Supplied records Start Marker
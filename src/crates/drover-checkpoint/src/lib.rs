//! # drover-checkpoint - Durable Progress for Resumable Exports
//!
//! **Checkpoint state and storage abstractions** for the drover export
//! pipeline. A checkpoint is the single progress record of a bulk export:
//! how far the source scan has advanced, how much has been delivered, and
//! whether the run finished cleanly or died with an error.
//!
//! ## Core Concepts
//!
//! ### 1. CheckpointState
//!
//! [`CheckpointState`] is a plain serializable struct with three mutators:
//!
//! - **`advance()`** - commit a successfully delivered batch
//! - **`fail()`** - record a failure without touching progress counters
//! - **`mark_completed()`** - seal a finished export
//!
//! The serialized form is a stable camelCase JSON document
//! (`lastProcessedOffset`, `recordsProcessed`, ...) so checkpoints are
//! interchangeable with other implementations of the same pipeline.
//!
//! ### 2. CheckpointStore Trait
//!
//! [`CheckpointStore`] is the persistence seam. Backends implement the
//! fallible `try_load`/`try_save` pair; callers use the provided `load`/
//! `save` wrappers, which never raise: a missing or corrupt checkpoint
//! degrades to a fresh state, a failed save is logged and swallowed. The
//! export loses resumability in those cases, never forward progress.
//!
//! Two backends ship with the crate:
//!
//! - [`JsonFileCheckpointStore`] - pretty JSON at a path, written via
//!   temp-file-then-rename
//! - [`InMemoryCheckpointStore`] - volatile reference implementation with
//!   save-count introspection for tests
//!
//! ## Quick Start
//!
//! ```rust,no_run
//! use drover_checkpoint::{CheckpointStore, JsonFileCheckpointStore};
//!
//! #[tokio::main]
//! async fn main() {
//!     let store = JsonFileCheckpointStore::new("checkpoint.json");
//!
//!     // Resume from wherever the last run got to.
//!     let mut state = store.load().await;
//!     println!("resuming at offset {}", state.last_processed_offset);
//!
//!     // ... deliver one batch of 10_000 records ...
//!     state.advance(state.last_processed_offset + 10_000, 10_000);
//!     store.save(&state).await;
//!
//!     state.mark_completed();
//!     store.save(&state).await;
//! }
//! ```
//!
//! ## Module Organization
//!
//! - [`state`] - [`CheckpointState`] and its transition rules
//! - [`store`] - [`CheckpointStore`] trait and [`JsonFileCheckpointStore`]
//! - [`memory`] - [`InMemoryCheckpointStore`] reference implementation
//! - [`error`] - [`CheckpointError`] types

pub mod error;
pub mod memory;
pub mod state;
pub mod store;

// Re-export main types
pub use error::{CheckpointError, Result};
pub use memory::InMemoryCheckpointStore;
pub use state::CheckpointState;
pub use store::{CheckpointStore, JsonFileCheckpointStore};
Supplied records End Marker
#### Task prompt
Give the material again, complete and unaltered.

#### Exercise output
filename src/crates/drover-checkpoint/src/lib.rs
//! # drover-checkpoint - Durable Progress for Resumable Exports
//!
//! **Checkpoint state and storage abstractions** for the drover export
//! pipeline. A checkpoint is the single progress record of a bulk export:
//! how far the source scan has advanced, how much has been delivered, and
//! whether the run finished cleanly or died with an error.
//!
//! ## Core Concepts
//!
//! ### 1. CheckpointState
//!
//! [`CheckpointState`] is a plain serializable struct with three mutators:
//!
//! - **`advance()`** - commit a successfully delivered batch
//! - **`fail()`** - record a failure without touching progress counters
//! - **`mark_completed()`** - seal a finished export
//!
//! The serialized form is a stable camelCase JSON document
//! (`lastProcessedOffset`, `recordsProcessed`, ...) so checkpoints are
//! interchangeable with other implementations of the same pipeline.
//!
//! ### 2. CheckpointStore Trait
//!
//! [`CheckpointStore`] is the persistence seam. Backends implement the
//! fallible `try_load`/`try_save` pair; callers use the provided `load`/
//! `save` wrappers, which never raise: a missing or corrupt checkpoint
//! degrades to a fresh state, a failed save is logged and swallowed. The
//! export loses resumability in those cases, never forward progress.
//!
//! Two backends ship with the crate:
//!
//! - [`JsonFileCheckpointStore`] - pretty JSON at a path, written via
//!   temp-file-then-rename
//! - [`InMemoryCheckpointStore`] - volatile reference implementation with
//!   save-count introspection for tests
//!
//! ## Quick Start
//!
//! ```rust,no_run
//! use drover_checkpoint::{CheckpointStore, JsonFileCheckpointStore};
//!
//! #[tokio::main]
//! async fn main() {
//!     let store = JsonFileCheckpointStore::new("checkpoint.json");
//!
//!     // Resume from wherever the last run got to.
//!     let mut state = store.load().await;
//!     println!("resuming at offset {}", state.last_processed_offset);
//!
//!     // ... deliver one batch of 10_000 records ...
//!     state.advance(state.last_processed_offset + 10_000, 10_000);
//!     store.save(&state).await;
//!
//!     state.mark_completed();
//!     store.save(&state).await;
//! }
//! ```
//!
//! ## Module Organization
//!
//! - [`state`] - [`CheckpointState`] and its transition rules
//! - [`store`] - [`CheckpointStore`] trait and [`JsonFileCheckpointStore`]
//! - [`memory`] - [`InMemoryCheckpointStore`] reference implementation
//! - [`error`] - [`CheckpointError`] types

pub mod error;
pub mod memory;
pub mod state;
pub mod store;

// Re-export main types
pub use error::{CheckpointError, Result};
pub use memory::InMemoryCheckpointStore;
pub use state::CheckpointState;
pub use store::{CheckpointStore, JsonFileCheckpointStore};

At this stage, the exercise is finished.